The Clemson University ecology professor and his students were hoping to study the migration patterns of golden eagles, so they put out deer carcasses in South Carolina's Upstate, trying to attract the birds. Instead, their cameras captured another rarely seen creature - the spotted skunk, a shy inhabitant of the Upstate's hills.

"I don't know if they were eating (the carcasses) or just came to investigate the smell," Jachowski said. Spotted skunks were widespread in the Palmetto State before their population dropped off in the middle of the last century for unknown reasons.

"This is a species we don't know much about," Jachowski said. He now heads a two-year study of the critters, which are baited for study with sardines, rather than stags.

The skunk isn't the only rare, unusual or odd creature to pop up occasionally in the state.

In May, someone reported releasing a boa constrictor into Congaree National Park. Park officials never found the tropical snake and are not sure one ever was released.

But other animal-world oddities have been confirmed.

  • Fishing trips to S.C. lakes have turned up an omnivorous, freshwater relative of the piranha.
  • A South American kangaroo-like rodent has made appearances in the Upstate.
  • The S.C. Department of Natural Resources has been called in when pet turtles from Africa have escaped, having grown to weigh 100 pounds.
  • And, in 2010, a 6-foot-tall emu - a large, flightless Australian bird - caused a commotion when it got loose in downtown Rock Hill.

'You could bruise a knuckle'

Wildlife officials suspect many of the exotic animals that have been found in the state were released by their owners or escaped captivity.

For example, pacu, a tropical fish related to piranha that sometimes is sold in the pet trade, occasionally have been found in Lake Hartwell.

"I think people keep them for a few years and they outgrow the aquarium, and then they just release them," said Ross Self, Natural Resources' chief of freshwater fisheries, hastening to add it is illegal to let pet fish go in the state's waterways.

The pacu is noteworthy because, like its piranha cousins, it has teeth. Not pointed teeth, but eerily human-looking molars.

"It eats fruits and nuts that fall into the water, so it has crushing teeth," Self said. "It's not an aggressive predator."

But, he added, "If you stick your finger in its mouth, you could bruise a knuckle."

Self doubts the pacu are reproducing, since the tropical fish probably couldn't survive a South Carolina winter.

'Souped-up jackrabbit'

Another likely escapee from pet-dom was the Patagonian cavy, an animal that Natural Resources officers used to find occasionally in parts of Edgefield County.

More than a decade ago, wildlife agents got reports of a "souped-up-looking jackrabbit" in the western parts of the county, said Jay Butfiloski, a DNR wildlife biologist.

Natural Resources officers finally identified the "jackrabbit" as being a cavy - a rabbit-like rodent from Argentina that has long hind legs and long ears - from photos snapped by the public and, on at least one occasion, a dead animal found on the side of the road.

Butfiloski thinks the cavy sightings in Edgefield could be the result of someone in the area keeping the animals. But he said it's been six or seven years since the last cavy was reported to Natural Resources.

'Little tanks'

More frequent are reports of the African spur-thighed tortoise, an animal that gets its name from the spiky scales on its legs.
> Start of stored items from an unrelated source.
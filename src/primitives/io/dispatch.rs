//! Batched physical writes fanned out to one worker thread per device.

use std::collections::BTreeMap;
use std::io::{self, ErrorKind};
use std::sync::Arc;
use std::thread::{self, JoinHandle};

use parking_lot::{Condvar, Mutex};
use tracing::{trace, warn};

use super::FileIo;
use crate::types::{ArborError, Result};

/// Completion barrier shared by every write of one dispatch batch.
///
/// Keeps the first error reported; later errors are dropped.
#[derive(Default)]
pub struct Completion {
    state: Mutex<CompletionState>,
    cv: Condvar,
}

#[derive(Default)]
struct CompletionState {
    pending: usize,
    first_error: Option<ArborError>,
}

impl Completion {
    fn begin(&self, n: usize) {
        self.state.lock().pending += n;
    }

    fn finish(&self, result: Result<()>) {
        let mut state = self.state.lock();
        if let Err(err) = result {
            if state.first_error.is_none() {
                state.first_error = Some(err);
            }
        }
        state.pending -= 1;
        if state.pending == 0 {
            self.cv.notify_all();
        }
    }

    /// Blocks until every submitted write has finished.
    pub fn wait(&self) -> Result<()> {
        let mut state = self.state.lock();
        while state.pending > 0 {
            self.cv.wait(&mut state);
        }
        match state.first_error.take() {
            Some(err) => Err(err),
            None => Ok(()),
        }
    }
}

struct DeviceQueue {
    io: Arc<dyn FileIo>,
    writes: Vec<(u64, Vec<u8>)>,
}

/// Collects physical writes and issues them concurrently, one worker per
/// device, behind a single [`Completion`].
pub struct DispatchContext {
    queues: BTreeMap<u64, DeviceQueue>,
    completion: Arc<Completion>,
    workers: Vec<JoinHandle<()>>,
    submitted: usize,
}

impl Default for DispatchContext {
    fn default() -> Self {
        Self::new()
    }
}

impl DispatchContext {
    /// Creates an empty batch.
    pub fn new() -> Self {
        Self {
            queues: BTreeMap::new(),
            completion: Arc::new(Completion::default()),
            workers: Vec::new(),
            submitted: 0,
        }
    }

    /// Queues `data` for writing at physical `offset` of device `dev_id`.
    pub fn submit(&mut self, dev_id: u64, io: Arc<dyn FileIo>, offset: u64, data: Vec<u8>) {
        self.queues
            .entry(dev_id)
            .or_insert_with(|| DeviceQueue {
                io,
                writes: Vec::new(),
            })
            .writes
            .push((offset, data));
    }

    /// Number of physical writes handed to workers so far.
    pub fn submitted(&self) -> usize {
        self.submitted
    }

    /// Starts workers for everything queued since the last dispatch.
    pub fn dispatch(&mut self) {
        let queues = std::mem::take(&mut self.queues);
        for (dev_id, queue) in queues {
            let count = queue.writes.len();
            if count == 0 {
                continue;
            }
            self.submitted += count;
            self.completion.begin(count);
            let completion = Arc::clone(&self.completion);
            let spawned = thread::Builder::new()
                .name(format!("arborfs-write-{dev_id}"))
                .spawn(move || run_queue(dev_id, queue, &completion));
            match spawned {
                Ok(handle) => self.workers.push(handle),
                Err(err) => {
                    warn!(dev_id, error = %err, "dispatch.spawn_failed");
                    for _ in 0..count {
                        let source = std::io::Error::new(err.kind(), "write worker unavailable");
                        self.completion
                            .finish(Err(ArborError::DeviceWrite { dev_id, source }));
                    }
                }
            }
        }
    }

    /// Dispatches anything still queued and blocks until the batch completes.
    ///
    /// Returns the first error any write reported.
    pub fn wait(&mut self) -> Result<()> {
        self.dispatch();
        let result = self.completion.wait();
        for worker in self.workers.drain(..) {
            let name = worker.thread().name().unwrap_or("arborfs-write").to_owned();
            if worker.join().is_err() {
                warn!(worker = %name, "dispatch.worker_panicked");
            }
        }
        result
    }

    /// Writes one buffer synchronously, outside of any batch.
    pub fn write_now(dev_id: u64, io: &dyn FileIo, offset: u64, data: &[u8]) -> Result<()> {
        io.write_at(offset, data).map_err(|err| tag_device(dev_id, err))
    }
}

/// Finishes whatever a worker still owes the completion if it unwinds.
struct Outstanding<'a> {
    dev_id: u64,
    remaining: usize,
    completion: &'a Completion,
}

impl Drop for Outstanding<'_> {
    fn drop(&mut self) {
        for _ in 0..self.remaining {
            let source = io::Error::new(ErrorKind::Other, "write worker panicked");
            self.completion.finish(Err(ArborError::DeviceWrite {
                dev_id: self.dev_id,
                source,
            }));
        }
    }
}

fn run_queue(dev_id: u64, queue: DeviceQueue, completion: &Completion) {
    let mut outstanding = Outstanding {
        dev_id,
        remaining: queue.writes.len(),
        completion,
    };
    for (offset, data) in queue.writes {
        trace!(dev_id, offset, len = data.len(), "dispatch.write");
        let result = queue
            .io
            .write_at(offset, &data)
            .map_err(|err| tag_device(dev_id, err));
        outstanding.remaining -= 1;
        completion.finish(result);
    }
}

fn tag_device(dev_id: u64, err: ArborError) -> ArborError {
    match err {
        ArborError::Io(source) => ArborError::DeviceWrite { dev_id, source },
        other => other,
    }
}
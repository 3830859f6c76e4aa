//! Road graph builder and route query server

mod api;
mod config;
mod state;

use std::{net::SocketAddr, path::PathBuf, sync::Arc};

use anyhow::{Context, Result};
use clap::{Parser, Subcommand};
use roadgraph_core::{RoadGraph, build_road_graph, loading::CsvStore};
use tracing::info;
use tracing_subscriber::{EnvFilter, layer::SubscriberExt, util::SubscriberInitExt};

use crate::config::{Overrides, ServerConfig};
use crate::state::AppState;

#[derive(Debug, Parser)]
#[command(name = "roadgraph", version, about)]
struct Cli {
    /// TOML configuration file
    #[arg(long, global = true)]
    config: Option<PathBuf>,
    /// Directory with the spatial store CSV exports
    #[arg(long, global = true)]
    data_dir: Option<PathBuf>,
    /// Graph snapshot path
    #[arg(long, global = true)]
    snapshot: Option<PathBuf>,
    /// Geometry worker count
    #[arg(long, global = true)]
    workers: Option<usize>,
    #[arg(long, global = true)]
    listen: Option<SocketAddr>,
    #[command(subcommand)]
    command: Command,
}

#[derive(Debug, Subcommand)]
enum Command {
    /// Build the road graph and write its snapshot
    Build,
    /// Serve place search and route queries from a built snapshot
    Serve,
}

impl Cli {
    fn overrides(&self) -> Overrides {
        Overrides {
            data_dir: self.data_dir.clone(),
            snapshot: self.snapshot.clone(),
            workers: self.workers,
            listen: self.listen,
        }
    }
}

#[tokio::main]
async fn main() -> Result<()> {
    tracing_subscriber::registry()
        .with(tracing_subscriber::fmt::layer())
        .with(
            EnvFilter::try_from_default_env()
                .or_else(|_| EnvFilter::try_new("roadgraph=info,tower_http=info"))?,
        )
        .init();

    let cli = Cli::parse();
    let config = ServerConfig::load(cli.config.as_deref())?.with_overrides(cli.overrides());

    match cli.command {
        Command::Build => build(config).await,
        Command::Serve => serve(config).await,
    }
}

async fn build(config: ServerConfig) -> Result<()> {
    let report = tokio::task::spawn_blocking(move || {
        let store = CsvStore::open(&config.store.data_dir)?;
        build_road_graph(&store, &config.build)
    })
    .await??;

    info!(
        nodes = report.stats.nodes,
        edges = report.stats.edges,
        missing_geometry = report.missing_geometry,
        "build finished"
    );
    Ok(())
}

async fn serve(config: ServerConfig) -> Result<()> {
    let snapshot = config.build.snapshot_path.clone();
    let data_dir = config.store.data_dir.clone();
    let state = tokio::task::spawn_blocking(move || -> Result<AppState> {
        let graph = RoadGraph::load(&snapshot)
            .with_context(|| format!("loading snapshot {}", snapshot.display()))?;
        let store = CsvStore::open(&data_dir)?;
        Ok(AppState {
            graph,
            store,
            on_line_tolerance: config.build.on_line_tolerance,
        })
    })
    .await??;

    info!(
        nodes = state.graph.node_count(),
        data_dir = %state.store.dir().display(),
        "graph and store loaded"
    );
    let app = api::router(Arc::new(state), &config.http);

    info!("Listening on {}", config.http.listen);
    let listener = tokio::net::TcpListener::bind(config.http.listen).await?;
    axum::serve(listener, app)
        .with_graceful_shutdown(shutdown_signal())
        .await?;

    Ok(())
}

async fn shutdown_signal() {
    if let Err(err) = tokio::signal::ctrl_c().await {
        tracing::warn!("Failed to listen for shutdown signal: {err}");
    }
    info!("Shutting down");
}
The tortoises are sold as pets but can grow to be much larger than their owners might expect, often exceeding 100 pounds.

"They're sold when they're about golf ball size, then grow to be like little tanks," said Will Dillman, a Natural Resources herpetologist, a scientist who studies amphibians and reptiles. "People put them in the yard, and they can dig out into the adjacent lot."

The tortoises don't pose a danger to humans and are caught fairly quickly. But, Dillman said, "They are surprisingly fast."

Other exotic animals are better suited to life in the S.C. wild.

For instance, the Texas horned lizard, a desert dweller, has made a home for itself in the Lowcountry's sandy soil.

Not new here

Not all of South Carolina's stranger creatures have escaped from captivity.

Some are fairly common, but maintain such a low profile that their presence - when confirmed - can cause a commotion.

Butfiloski recently received a photo from Anderson County showing an ermine weasel peeking out of a woodpile.

Weasels are common in South Carolina, but they don't come to the attention of Natural Resources very often - unless they get into a chicken coop.

"They can be quite aggressive to small animals," Butfiloski said. "Sometimes, weasels go on a killing spree."